Chronopolis, Piotr Kamler (1983)

 

Piotr Kamler vient de la musique concrète et ça se voit : cet ancien collaborateur de Xenakis et de Parmegiani réalise avec Chronopolis une véritable partition musicale en images. En imaginant un astronaute perdu sur une planète inconnue où l’on fabrique du temps, Kamler signe un chef d’œuvre oublié du cinéma d’animation en volumes. Troublant, parce qu’il perd le spectateur dans les méandres de sa conception cyclique du temps, entrevu comme une sorte d’usine métaphysique où ses figurines en papier mâché distillent sans relâche la matière même de l’existence. Hypnotique, d’une beauté sidérante, Chronopolis est un objet presque unique dans le cinéma, une sorte de litanie poétique et cinétique qui prouve tout le génie autiste du réalisateur polonais, sa minutie et son goût du détail confinant parfois à la démence.

 

Requiem pour un massacre, Elen Klimov (1985)

 

La bombe absolue, le film qui change la vie. Oubliez Apocalypse Now, Voyage au bout de l’enfer ou les flatulences récentes de Dunkerque ou 1917 : Requiem c’est le film de guerre ultime, dont on ressort sali, terrorisé, mais aussi étrangement grandi. En relatant avec un pouvoir d’évocation stupéfiant la marche meurtrière des nazis sur le front biélorusse, qui occasionna à peu près autant d’Oradour-Sur-Glane que le pays comptait de villages, Elen Klimov signe un chef d’œuvre éprouvant qui commence comme une chronique enfantine onirique à la Tarkovski et finit par un explosion de brutalité et de noirceur.
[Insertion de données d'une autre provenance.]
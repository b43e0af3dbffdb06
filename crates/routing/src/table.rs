//! Routing table for topic → pipelines lookup
//!
//! The table is recompiled on every registration, which is rare. Lookups
//! are a single hash access plus a merge with the wildcard list, and return
//! pipeline ids in registration order.

use std::collections::HashMap;

use crate::{Result, RoutingError, TopicFilter};

#[derive(Debug, Clone)]
struct RouteEntry {
    id: String,
    filters: Vec<TopicFilter>,
}

/// Compiled topic → pipeline routes
///
/// # Example
///
/// ```
/// use edgeflow_routing::RoutingTable;
///
/// let mut table = RoutingTable::new();
/// table.insert("default-pipeline", &["#"]).unwrap();
/// table.insert("alarms", &["events/alarm"]).unwrap();
///
/// assert_eq!(table.route("events/alarm"), vec!["default-pipeline", "alarms"]);
/// assert_eq!(table.route("events/other"), vec!["default-pipeline"]);
/// ```
#[derive(Debug, Clone, Default)]
pub struct RoutingTable {
    /// Routes in registration order
    entries: Vec<RouteEntry>,

    /// Exact topic → entry indices, ascending
    exact: HashMap<String, Vec<usize>>,

    /// Entries with a `#` filter, ascending
    wildcard: Vec<usize>,
}

impl RoutingTable {
    #[must_use]
    pub fn new() -> Self {
        Self::default()
    }

    /// Register or replace the route for `id`
    ///
    /// A replaced route keeps its original position in the lookup order.
    ///
    /// # Errors
    /// - `EmptyPipelineId` for a blank id
    /// - `EmptyTopics` when `topics` is empty
    /// - `InvalidTopic` for a blank topic
    pub fn insert(&mut self, id: impl Into<String>, topics: &[impl AsRef<str>]) -> Result<()> {
        let id = id.into();
        if id.trim().is_empty() {
            return Err(RoutingError::EmptyPipelineId);
        }
        if topics.is_empty() {
            return Err(RoutingError::empty_topics(id));
        }

        let filters = topics
            .iter()
            .map(|topic| {
                TopicFilter::parse(topic.as_ref())
                    .ok_or_else(|| RoutingError::invalid_topic(&id, topic.as_ref()))
            })
            .collect::<Result<Vec<_>>>()?;

        match self.entries.iter_mut().find(|e| e.id == id) {
            Some(entry) => entry.filters = filters,
            None => self.entries.push(RouteEntry { id, filters }),
        }
        self.reindex();
        Ok(())
    }

    /// Remove the route for `id`, returning whether it existed
    pub fn remove(&mut self, id: &str) -> bool {
        let before = self.entries.len();
        self.entries.retain(|e| e.id != id);
        let removed = self.entries.len() != before;
        if removed {
            self.reindex();
        }
        removed
    }

    /// Ids of every route matching `topic`, in registration order
    pub fn route(&self, topic: &str) -> Vec<&str> {
        let exact = self.exact.get(topic).map(Vec::as_slice).unwrap_or_default();
        let wildcard = self.wildcard.as_slice();

        let mut matched = Vec::with_capacity(exact.len() + wildcard.len());
        let (mut i, mut j) = (0, 0);
        while i < exact.len() || j < wildcard.len() {
            let next = match (exact.get(i), wildcard.get(j)) {
                (Some(&a), Some(&b)) if a < b => {
                    i += 1;
                    a
                }
                (Some(_), Some(&b)) | (None, Some(&b)) => {
                    j += 1;
                    b
                }
                (Some(&a), None) => {
                    i += 1;
                    a
                }
                (None, None) => break,
            };
            matched.push(self.entries[next].id.as_str());
        }
        matched
    }

    #[inline]
    pub fn contains(&self, id: &str) -> bool {
        self.entries.iter().any(|e| e.id == id)
    }

    /// Filters registered for `id`
    pub fn filters(&self, id: &str) -> Option<&[TopicFilter]> {
        self.entries
            .iter()
            .find(|e| e.id == id)
            .map(|e| e.filters.as_slice())
    }

    /// Route ids in registration order
    pub fn ids(&self) -> impl Iterator<Item = &str> {
        self.entries.iter().map(|e| e.id.as_str())
    }

    #[inline]
    pub fn len(&self) -> usize {
        self.entries.len()
    }

    #[inline]
    pub fn is_empty(&self) -> bool {
        self.entries.is_empty()
    }

    fn reindex(&mut self) {
        self.exact.clear();
        self.wildcard.clear();

        for (index, entry) in self.entries.iter().enumerate() {
            if entry.filters.iter().any(TopicFilter::is_wildcard) {
                self.wildcard.push(index);
                continue;
            }
            for filter in &entry.filters {
                if let TopicFilter::Exact(topic) = filter {
                    let indices = self.exact.entry(topic.clone()).or_default();
                    if indices.last() != Some(&index) {
                        indices.push(index);
                    }
                }
            }
        }
    }
}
Le jeune interprète sera secondé par un psychologue pour affronter les neuf mois de tournage pendant lesquels Klimov, avec une application maniaque très soviétique, reproduit les conditions de vie et de mort de la campagne biélorusse pendant la guerre. À peu près impossible d’oublier cette successions de scènes hallucinées qui composent un climax de près d’une heure et ce plan incroyable où Klimov réussit à capter dans les yeux de son acteur quelque chose comme l’évaporation d’une âme.